Zoe Strauss and Lewis Hine at I.C.P. ends January 19th. Go See It.

Mattress Flip FrontI had the pleasure of seeing two well-organzied retrospectives featuring the work of Lewis Hine and Zoe Strauss last week with my good friend, Bill at the International Center of Photography. http://www.icp.org/museum

Lewis Hine, champion of the poor and disenfranchised in his photography, is considered to be one of the precursors of both modernist, and documentary photography.  His works on child labor, immigration, and the poor are still well known today. The retrospective showing at I.C.P. goes further by exhibiting a broad overview of Hine’s work along with complementary materials that anchor his work to its own era while allowing us the pleasure of rethinking his place in the pantheon of photographers today.

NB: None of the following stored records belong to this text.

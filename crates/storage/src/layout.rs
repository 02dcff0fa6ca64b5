// SPDX-License-Identifier: BUSL-1.1
// Copyright (c) 2026 Alfred Jean LLC

//! On-disk layout of a single run directory.
//!
//! ```text
//! <runsRoot>/<runId>/
//!   run.json                  current Run document, atomic replace
//!   events.ndjson             append-only, one JSON object per line
//!   result.json               written once at terminal
//!   program.ts                copy of the submitted program
//!   logs/worker.log           stdout+stderr of the worker process
//!   sessions/<spawnId>.jsonl  per-spawn driver transcript
//!   artifacts/                observe.artifact output
//! ```

use mill_core::{RunId, RunPaths, SpawnId};
use std::path::{Path, PathBuf};

/// Name of the stored program copy. Kept from the original system as an
/// observable layout contract regardless of the submitted file's name.
pub const PROGRAM_FILE: &str = "program.ts";

/// Resolver for every path inside one run directory.
#[derive(Debug, Clone)]
pub struct RunLayout {
    run_dir: PathBuf,
}

impl RunLayout {
    pub fn new(runs_root: &Path, run_id: &RunId) -> Self {
        Self { run_dir: runs_root.join(run_id.as_str()) }
    }

    pub fn run_dir(&self) -> &Path {
        &self.run_dir
    }

    pub fn run_file(&self) -> PathBuf {
        self.run_dir.join("run.json")
    }

    pub fn events_file(&self) -> PathBuf {
        self.run_dir.join("events.ndjson")
    }

    pub fn result_file(&self) -> PathBuf {
        self.run_dir.join("result.json")
    }

    pub fn program_file(&self) -> PathBuf {
        self.run_dir.join(PROGRAM_FILE)
    }

    pub fn logs_dir(&self) -> PathBuf {
        self.run_dir.join("logs")
    }

    pub fn worker_log(&self) -> PathBuf {
        self.logs_dir().join("worker.log")
    }

    pub fn sessions_dir(&self) -> PathBuf {
        self.run_dir.join("sessions")
    }

    pub fn session_file(&self, spawn_id: &SpawnId) -> PathBuf {
        self.sessions_dir().join(format!("{}.jsonl", spawn_id))
    }

    pub fn artifacts_dir(&self) -> PathBuf {
        self.run_dir.join("artifacts")
    }

    /// The wire-visible subset recorded in `run.json`.
    pub fn paths(&self) -> RunPaths {
        RunPaths {
            run_dir: self.run_dir.clone(),
            run_file: self.run_file(),
            events_file: self.events_file(),
            result_file: self.result_file(),
        }
    }
}
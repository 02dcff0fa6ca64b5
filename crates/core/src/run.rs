// SPDX-License-Identifier: BUSL-1.1
// Copyright (c) 2026 Alfred Jean LLC

//! Run document and status state machine.

use crate::id::RunId;
use crate::spawn::SpawnResult;
use chrono::{DateTime, Utc};
use serde::{Deserialize, Serialize};
use std::path::PathBuf;

/// Driver tag used when `--driver` is omitted.
pub const DEFAULT_DRIVER: &str = "pi";
/// Executor tag used when `--executor` is omitted; the only supported value.
pub const DEFAULT_EXECUTOR: &str = "direct";

/// Lifecycle status of a run. Terminal statuses are never left.
#[derive(Debug, Clone, Copy, PartialEq, Eq, Serialize, Deserialize)]
#[serde(rename_all = "lowercase")]
pub enum RunStatus {
    Pending,
    Running,
    Complete,
    Failed,
    Cancelled,
}

impl RunStatus {
    pub fn is_terminal(&self) -> bool {
        matches!(self, RunStatus::Complete | RunStatus::Failed | RunStatus::Cancelled)
    }

    /// True when `next` is a legal transition from `self`.
    ///
    /// pending → running → {complete, failed, cancelled}; pending may also be
    /// cancelled directly (cancel observed before the program starts).
    pub fn can_transition_to(&self, next: RunStatus) -> bool {
        match (self, next) {
            (RunStatus::Pending, RunStatus::Running) => true,
            (RunStatus::Pending, RunStatus::Cancelled) => true,
            (RunStatus::Running, s) if s.is_terminal() => true,
            _ => false,
        }
    }
}

crate::simple_display! {
    RunStatus {
        Pending => "pending",
        Running => "running",
        Complete => "complete",
        Failed => "failed",
        Cancelled => "cancelled",
    }
}

/// Absolute paths to a run's on-disk artifacts. All resolve inside `run_dir`.
#[derive(Debug, Clone, PartialEq, Eq, Serialize, Deserialize)]
#[serde(rename_all = "camelCase")]
pub struct RunPaths {
    pub run_dir: PathBuf,
    pub run_file: PathBuf,
    pub events_file: PathBuf,
    pub result_file: PathBuf,
}

/// The `run.json` document: current state of one run.
#[derive(Debug, Clone, PartialEq, Serialize, Deserialize)]
#[serde(rename_all = "camelCase")]
pub struct Run {
    pub id: RunId,
    pub status: RunStatus,
    pub driver: String,
    pub executor: String,
    /// Original path the user submitted (the run dir keeps its own copy).
    pub program_path: PathBuf,
    pub created_at: DateTime<Utc>,
    pub updated_at: DateTime<Utc>,
    pub paths: RunPaths,
}

impl Run {
    /// Apply a status transition, keeping `updated_at` monotonically
    /// non-decreasing. Returns false (and leaves the run untouched) when the
    /// transition is not legal.
    pub fn transition(&mut self, next: RunStatus, at: DateTime<Utc>) -> bool {
        if !self.status.can_transition_to(next) {
            return false;
        }
        self.status = next;
        self.touch(at);
        true
    }

    /// Bump `updated_at`, never moving it backwards.
    pub fn touch(&mut self, at: DateTime<Utc>) {
        if at > self.updated_at {
            self.updated_at = at;
        }
    }
}

/// The `result.json` document, written once at terminal.
#[derive(Debug, Clone, PartialEq, Serialize, Deserialize)]
#[serde(rename_all = "camelCase")]
pub struct RunResult {
    pub run_id: RunId,
    pub status: RunStatus,
    pub spawns: Vec<SpawnResult>,
    #[serde(default, skip_serializing_if = "Option::is_none")]
    pub error_message: Option<String>,
}

#[cfg(test)]
#[path = "run_tests.rs"]
mod tests;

“Zoe Strauss: 10 Years” is a retrospective of Zoe Strauss’s work that is divided into three categories  — all of which show her strength as a photographer. The exhibit contains over 100 photographs spanning 10 years. At this retrospective we get a good look at her portrait work, her urban landscape photography, and street documentation photographs. Strauss’s photography originated in 2001 when she first began to exhibit her photography on concrete columns beneath an I-95 underpass near her home in Philadelphia.  Beginning to photograph at the age of 30 when she was a babysitter collecting welfare, Zoe Strauss explains that her photographs are, “an epic narrative about the beauty and struggle of everyday life.”  Focusing on her neighbors – people who were just getting by – allowed Strauss to hone a style that is more empathic than exploitive.  Strauss’s portrait work, oftentimes of complete strangers, is certainly unique, and idiosyncratic.  But she is more than just a portrait photographer.  Her urban landscape photographs are certainly of equal beauty and distinction.

At first glance one might not see much in common between the two photographers currently exhibiting at I.C.P.   But upon closer examination one notices that both photographers’ work contains an emphatic spirit unmatched by most of their peers.  I highly recommend you visit the museum before they go.  Both exhibits are up till January 19th.  I.C.P. is located at 1133 Avenue of the Americas on the corner of 43rd Street, near Bryant Park and is easily accessible by many trains.